**What you should do**: Which lines below include the string "release"? Please show each one.

Dataset items:
_ _ _ _
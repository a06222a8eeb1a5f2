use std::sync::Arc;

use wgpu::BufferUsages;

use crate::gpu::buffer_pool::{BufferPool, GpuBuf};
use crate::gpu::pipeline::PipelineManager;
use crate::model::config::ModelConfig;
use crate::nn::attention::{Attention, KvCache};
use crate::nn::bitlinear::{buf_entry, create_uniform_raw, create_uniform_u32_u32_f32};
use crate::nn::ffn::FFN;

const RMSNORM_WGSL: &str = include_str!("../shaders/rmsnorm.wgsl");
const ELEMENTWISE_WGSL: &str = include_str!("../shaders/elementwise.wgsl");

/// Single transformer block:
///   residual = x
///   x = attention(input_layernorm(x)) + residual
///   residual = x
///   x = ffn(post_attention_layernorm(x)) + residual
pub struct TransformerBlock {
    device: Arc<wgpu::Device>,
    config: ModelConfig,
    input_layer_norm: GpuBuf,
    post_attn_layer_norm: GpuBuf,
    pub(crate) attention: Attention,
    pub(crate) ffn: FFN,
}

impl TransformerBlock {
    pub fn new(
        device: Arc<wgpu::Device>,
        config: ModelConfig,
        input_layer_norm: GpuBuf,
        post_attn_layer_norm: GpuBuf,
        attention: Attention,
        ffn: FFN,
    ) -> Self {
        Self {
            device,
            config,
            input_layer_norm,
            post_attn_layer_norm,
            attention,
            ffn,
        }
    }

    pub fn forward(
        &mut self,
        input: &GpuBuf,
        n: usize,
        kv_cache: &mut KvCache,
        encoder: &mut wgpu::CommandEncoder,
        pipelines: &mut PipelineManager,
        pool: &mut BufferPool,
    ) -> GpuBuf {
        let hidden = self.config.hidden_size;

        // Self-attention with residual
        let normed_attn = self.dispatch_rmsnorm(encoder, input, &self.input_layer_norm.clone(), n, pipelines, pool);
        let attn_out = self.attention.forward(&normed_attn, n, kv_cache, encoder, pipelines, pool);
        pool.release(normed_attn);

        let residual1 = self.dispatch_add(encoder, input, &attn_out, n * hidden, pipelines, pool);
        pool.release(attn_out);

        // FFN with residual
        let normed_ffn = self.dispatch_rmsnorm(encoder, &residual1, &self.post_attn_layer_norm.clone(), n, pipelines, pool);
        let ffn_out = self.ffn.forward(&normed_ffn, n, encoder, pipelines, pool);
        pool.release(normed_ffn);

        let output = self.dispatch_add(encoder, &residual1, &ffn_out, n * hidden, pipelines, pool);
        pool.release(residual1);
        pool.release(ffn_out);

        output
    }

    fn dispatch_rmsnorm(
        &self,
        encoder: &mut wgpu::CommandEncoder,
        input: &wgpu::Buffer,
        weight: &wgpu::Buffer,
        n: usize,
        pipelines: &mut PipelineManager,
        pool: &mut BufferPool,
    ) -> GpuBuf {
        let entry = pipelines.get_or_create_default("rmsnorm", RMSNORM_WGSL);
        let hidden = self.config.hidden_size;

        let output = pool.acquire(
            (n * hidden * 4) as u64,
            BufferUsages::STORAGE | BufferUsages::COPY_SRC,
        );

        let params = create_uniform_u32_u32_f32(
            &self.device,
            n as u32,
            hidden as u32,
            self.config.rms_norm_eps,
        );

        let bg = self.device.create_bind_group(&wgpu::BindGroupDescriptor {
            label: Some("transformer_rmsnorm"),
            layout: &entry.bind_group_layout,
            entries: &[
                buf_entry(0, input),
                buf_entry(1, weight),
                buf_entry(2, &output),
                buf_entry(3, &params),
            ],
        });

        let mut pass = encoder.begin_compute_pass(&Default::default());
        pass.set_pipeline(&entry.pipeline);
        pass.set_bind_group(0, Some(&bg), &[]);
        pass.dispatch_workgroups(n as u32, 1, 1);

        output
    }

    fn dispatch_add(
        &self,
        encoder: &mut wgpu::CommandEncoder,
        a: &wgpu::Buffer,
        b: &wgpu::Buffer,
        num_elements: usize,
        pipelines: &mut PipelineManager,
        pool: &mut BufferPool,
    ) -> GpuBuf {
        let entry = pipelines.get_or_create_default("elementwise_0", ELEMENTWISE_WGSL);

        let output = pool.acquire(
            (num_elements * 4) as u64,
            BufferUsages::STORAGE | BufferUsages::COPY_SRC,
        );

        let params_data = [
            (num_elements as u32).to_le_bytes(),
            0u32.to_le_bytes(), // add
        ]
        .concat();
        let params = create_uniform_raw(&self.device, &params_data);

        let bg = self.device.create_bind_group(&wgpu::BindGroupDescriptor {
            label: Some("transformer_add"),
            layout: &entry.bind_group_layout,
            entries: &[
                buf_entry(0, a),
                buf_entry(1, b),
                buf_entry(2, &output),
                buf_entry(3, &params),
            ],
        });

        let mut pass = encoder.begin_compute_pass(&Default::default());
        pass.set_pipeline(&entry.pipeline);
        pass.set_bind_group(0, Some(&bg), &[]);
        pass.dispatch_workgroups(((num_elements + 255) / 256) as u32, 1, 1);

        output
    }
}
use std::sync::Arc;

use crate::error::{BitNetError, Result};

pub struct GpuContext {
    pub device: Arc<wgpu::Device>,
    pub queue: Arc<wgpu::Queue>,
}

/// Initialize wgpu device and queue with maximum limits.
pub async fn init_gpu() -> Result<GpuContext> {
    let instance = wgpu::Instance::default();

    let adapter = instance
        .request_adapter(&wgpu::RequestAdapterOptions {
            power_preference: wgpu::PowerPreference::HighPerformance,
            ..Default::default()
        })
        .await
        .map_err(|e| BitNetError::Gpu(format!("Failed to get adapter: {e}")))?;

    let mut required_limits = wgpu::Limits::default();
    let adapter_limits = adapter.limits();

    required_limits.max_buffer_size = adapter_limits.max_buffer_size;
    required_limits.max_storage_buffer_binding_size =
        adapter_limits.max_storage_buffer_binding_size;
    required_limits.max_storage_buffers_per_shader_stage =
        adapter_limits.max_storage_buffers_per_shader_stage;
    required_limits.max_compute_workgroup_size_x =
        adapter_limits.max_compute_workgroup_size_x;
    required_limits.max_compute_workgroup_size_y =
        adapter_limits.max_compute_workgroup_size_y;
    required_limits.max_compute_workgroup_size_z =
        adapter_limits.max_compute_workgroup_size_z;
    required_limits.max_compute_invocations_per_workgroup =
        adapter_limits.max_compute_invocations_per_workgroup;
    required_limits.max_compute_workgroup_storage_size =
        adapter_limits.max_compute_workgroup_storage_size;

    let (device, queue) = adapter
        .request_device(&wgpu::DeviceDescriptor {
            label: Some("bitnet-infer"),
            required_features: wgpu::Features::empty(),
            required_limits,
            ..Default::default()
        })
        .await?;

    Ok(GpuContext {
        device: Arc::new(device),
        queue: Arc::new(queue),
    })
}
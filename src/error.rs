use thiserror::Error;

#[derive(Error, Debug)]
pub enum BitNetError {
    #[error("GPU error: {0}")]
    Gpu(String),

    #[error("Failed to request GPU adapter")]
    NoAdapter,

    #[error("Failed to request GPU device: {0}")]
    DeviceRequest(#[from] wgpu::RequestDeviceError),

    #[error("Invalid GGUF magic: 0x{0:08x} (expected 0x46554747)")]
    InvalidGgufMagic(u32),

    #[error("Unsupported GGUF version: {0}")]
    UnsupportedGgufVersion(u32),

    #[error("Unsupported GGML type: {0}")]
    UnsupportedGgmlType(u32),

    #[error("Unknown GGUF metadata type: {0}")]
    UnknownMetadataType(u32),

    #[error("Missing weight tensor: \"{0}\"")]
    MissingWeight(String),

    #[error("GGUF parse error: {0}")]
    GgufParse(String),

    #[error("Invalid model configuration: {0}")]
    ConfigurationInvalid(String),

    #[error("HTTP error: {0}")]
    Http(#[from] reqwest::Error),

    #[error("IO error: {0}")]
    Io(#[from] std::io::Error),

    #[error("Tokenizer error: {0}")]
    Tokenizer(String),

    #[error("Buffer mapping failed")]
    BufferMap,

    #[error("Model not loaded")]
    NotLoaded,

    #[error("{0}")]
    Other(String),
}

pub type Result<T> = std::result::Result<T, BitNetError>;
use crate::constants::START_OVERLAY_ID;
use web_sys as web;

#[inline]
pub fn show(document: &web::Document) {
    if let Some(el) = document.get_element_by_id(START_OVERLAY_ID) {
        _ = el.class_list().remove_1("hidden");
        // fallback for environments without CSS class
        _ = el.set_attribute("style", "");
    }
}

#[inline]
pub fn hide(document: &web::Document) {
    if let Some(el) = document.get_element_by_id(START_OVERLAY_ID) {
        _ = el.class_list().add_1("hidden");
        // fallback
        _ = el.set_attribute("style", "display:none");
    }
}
_ _ _ _
**Answer**:
        pool.release(normed_attn);
        pool.release(attn_out);
        pool.release(normed_ffn);
        pool.release(residual1);
        pool.release(ffn_out);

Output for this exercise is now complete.